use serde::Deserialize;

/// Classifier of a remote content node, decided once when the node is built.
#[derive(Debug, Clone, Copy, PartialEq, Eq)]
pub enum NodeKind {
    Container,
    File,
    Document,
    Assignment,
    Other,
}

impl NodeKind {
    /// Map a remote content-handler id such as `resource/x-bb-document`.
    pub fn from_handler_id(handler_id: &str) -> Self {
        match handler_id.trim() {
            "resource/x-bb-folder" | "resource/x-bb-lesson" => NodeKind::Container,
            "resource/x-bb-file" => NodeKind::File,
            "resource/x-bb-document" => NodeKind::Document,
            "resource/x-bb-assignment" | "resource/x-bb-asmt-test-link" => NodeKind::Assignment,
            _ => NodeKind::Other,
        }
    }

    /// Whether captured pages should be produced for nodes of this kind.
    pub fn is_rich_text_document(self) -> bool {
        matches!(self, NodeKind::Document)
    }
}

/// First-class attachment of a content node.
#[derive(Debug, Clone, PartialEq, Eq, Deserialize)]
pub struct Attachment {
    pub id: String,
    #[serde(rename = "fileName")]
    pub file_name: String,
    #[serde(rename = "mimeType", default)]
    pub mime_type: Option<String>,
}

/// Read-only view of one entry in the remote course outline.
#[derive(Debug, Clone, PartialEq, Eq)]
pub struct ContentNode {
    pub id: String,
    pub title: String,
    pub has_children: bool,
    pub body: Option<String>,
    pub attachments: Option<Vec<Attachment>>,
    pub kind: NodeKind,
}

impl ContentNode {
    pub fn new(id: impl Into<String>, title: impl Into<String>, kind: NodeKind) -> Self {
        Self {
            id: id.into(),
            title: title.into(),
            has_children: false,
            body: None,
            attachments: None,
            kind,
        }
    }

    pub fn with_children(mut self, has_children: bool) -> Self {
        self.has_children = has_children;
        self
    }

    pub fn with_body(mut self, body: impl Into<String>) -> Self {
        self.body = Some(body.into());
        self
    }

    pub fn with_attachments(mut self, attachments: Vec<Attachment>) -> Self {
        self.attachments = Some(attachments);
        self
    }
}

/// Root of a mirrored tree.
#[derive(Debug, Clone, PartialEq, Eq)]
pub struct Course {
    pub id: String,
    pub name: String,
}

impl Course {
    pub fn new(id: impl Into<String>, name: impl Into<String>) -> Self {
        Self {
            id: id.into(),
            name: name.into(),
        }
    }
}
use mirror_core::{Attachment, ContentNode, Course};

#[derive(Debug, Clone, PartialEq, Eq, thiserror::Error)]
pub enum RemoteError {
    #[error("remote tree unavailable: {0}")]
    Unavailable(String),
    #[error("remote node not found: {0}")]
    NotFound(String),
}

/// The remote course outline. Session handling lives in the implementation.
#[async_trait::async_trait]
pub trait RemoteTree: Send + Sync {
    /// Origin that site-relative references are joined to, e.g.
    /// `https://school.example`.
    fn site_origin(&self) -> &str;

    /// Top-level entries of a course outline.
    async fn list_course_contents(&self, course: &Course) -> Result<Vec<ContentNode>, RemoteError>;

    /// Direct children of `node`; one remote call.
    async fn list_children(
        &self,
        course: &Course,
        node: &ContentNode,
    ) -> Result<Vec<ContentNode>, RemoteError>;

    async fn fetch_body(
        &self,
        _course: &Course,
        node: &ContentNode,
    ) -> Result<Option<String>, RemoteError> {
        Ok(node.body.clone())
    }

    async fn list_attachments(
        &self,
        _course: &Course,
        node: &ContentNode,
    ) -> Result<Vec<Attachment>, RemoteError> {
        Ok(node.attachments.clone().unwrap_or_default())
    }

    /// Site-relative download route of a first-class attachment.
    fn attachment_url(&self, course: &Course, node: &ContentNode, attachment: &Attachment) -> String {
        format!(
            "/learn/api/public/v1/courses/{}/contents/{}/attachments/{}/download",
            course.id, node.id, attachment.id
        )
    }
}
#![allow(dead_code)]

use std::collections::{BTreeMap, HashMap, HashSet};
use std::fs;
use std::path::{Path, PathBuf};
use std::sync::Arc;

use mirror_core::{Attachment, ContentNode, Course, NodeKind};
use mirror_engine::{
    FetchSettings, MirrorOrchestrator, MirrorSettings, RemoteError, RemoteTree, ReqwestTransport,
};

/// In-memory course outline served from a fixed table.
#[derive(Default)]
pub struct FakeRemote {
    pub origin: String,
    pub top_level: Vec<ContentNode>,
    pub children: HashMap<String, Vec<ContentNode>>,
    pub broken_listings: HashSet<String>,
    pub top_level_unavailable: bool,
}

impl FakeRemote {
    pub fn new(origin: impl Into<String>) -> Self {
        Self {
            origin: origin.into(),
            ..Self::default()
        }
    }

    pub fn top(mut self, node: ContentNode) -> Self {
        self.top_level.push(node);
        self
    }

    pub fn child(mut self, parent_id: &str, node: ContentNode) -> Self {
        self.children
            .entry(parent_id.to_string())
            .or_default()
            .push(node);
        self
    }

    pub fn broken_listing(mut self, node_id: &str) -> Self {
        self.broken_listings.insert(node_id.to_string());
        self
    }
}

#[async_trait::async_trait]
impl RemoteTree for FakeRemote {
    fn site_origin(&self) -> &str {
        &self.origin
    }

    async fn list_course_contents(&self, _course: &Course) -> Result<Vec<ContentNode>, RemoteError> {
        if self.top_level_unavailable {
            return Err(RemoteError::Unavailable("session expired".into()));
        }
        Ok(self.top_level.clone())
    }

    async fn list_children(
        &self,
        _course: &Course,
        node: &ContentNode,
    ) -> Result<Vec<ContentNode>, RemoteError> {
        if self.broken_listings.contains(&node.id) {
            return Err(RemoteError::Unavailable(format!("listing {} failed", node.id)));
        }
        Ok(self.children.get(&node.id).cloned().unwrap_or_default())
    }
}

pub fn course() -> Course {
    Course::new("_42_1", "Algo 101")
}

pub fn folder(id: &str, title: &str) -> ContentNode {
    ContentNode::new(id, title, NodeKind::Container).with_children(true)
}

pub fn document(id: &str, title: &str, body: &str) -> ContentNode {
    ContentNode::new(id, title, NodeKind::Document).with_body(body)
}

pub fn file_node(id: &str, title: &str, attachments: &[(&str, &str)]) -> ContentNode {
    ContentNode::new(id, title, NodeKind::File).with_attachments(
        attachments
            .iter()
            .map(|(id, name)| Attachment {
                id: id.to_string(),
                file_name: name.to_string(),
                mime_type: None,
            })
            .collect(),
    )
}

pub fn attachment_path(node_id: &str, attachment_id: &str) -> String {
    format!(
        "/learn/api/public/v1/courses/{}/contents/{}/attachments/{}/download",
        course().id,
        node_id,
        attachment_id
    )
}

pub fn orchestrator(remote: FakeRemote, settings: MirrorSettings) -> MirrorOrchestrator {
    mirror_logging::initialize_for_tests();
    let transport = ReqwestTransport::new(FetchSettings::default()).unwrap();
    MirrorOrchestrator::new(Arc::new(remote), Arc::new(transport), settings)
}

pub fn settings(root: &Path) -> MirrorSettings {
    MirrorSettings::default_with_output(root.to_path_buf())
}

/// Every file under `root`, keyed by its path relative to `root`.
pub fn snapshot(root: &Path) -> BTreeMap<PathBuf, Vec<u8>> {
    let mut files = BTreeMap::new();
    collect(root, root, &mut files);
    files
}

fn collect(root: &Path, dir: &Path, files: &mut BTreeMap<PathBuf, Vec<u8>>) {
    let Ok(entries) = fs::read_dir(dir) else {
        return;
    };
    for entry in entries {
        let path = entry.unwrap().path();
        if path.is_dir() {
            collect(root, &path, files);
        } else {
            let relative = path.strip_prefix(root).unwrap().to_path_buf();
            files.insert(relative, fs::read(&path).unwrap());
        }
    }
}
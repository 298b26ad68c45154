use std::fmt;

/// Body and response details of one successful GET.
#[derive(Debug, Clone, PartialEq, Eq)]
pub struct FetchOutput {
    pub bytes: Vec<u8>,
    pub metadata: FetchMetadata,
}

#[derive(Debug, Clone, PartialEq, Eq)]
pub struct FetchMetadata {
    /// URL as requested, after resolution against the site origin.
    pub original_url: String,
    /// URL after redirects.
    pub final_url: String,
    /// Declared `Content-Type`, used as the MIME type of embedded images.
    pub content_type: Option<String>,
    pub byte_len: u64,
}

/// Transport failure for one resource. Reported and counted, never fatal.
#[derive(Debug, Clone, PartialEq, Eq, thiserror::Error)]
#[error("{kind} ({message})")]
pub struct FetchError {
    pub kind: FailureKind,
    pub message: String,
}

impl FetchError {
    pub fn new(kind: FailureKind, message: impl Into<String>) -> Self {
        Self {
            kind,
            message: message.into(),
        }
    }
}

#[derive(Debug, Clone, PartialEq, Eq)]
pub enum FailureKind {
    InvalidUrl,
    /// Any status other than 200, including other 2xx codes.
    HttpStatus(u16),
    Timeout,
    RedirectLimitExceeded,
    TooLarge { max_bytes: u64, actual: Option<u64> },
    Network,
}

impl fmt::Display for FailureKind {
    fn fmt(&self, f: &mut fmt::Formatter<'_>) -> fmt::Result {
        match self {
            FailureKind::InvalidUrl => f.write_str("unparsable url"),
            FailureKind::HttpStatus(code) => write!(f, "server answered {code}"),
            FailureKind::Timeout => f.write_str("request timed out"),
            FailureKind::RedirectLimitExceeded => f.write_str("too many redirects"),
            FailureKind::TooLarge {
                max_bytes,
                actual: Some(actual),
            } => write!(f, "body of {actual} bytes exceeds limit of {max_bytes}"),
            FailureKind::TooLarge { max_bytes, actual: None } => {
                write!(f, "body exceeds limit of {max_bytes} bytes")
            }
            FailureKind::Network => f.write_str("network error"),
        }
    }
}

==================================================

[Instructions to follow]: From the data above, copy each line where the string "entry" appears.

[Answer to the exercise]:
/// Read-only view of one entry in the remote course outline.
            .entry(parent_id.to_string())
    for entry in entries {
        let path = entry.unwrap().path();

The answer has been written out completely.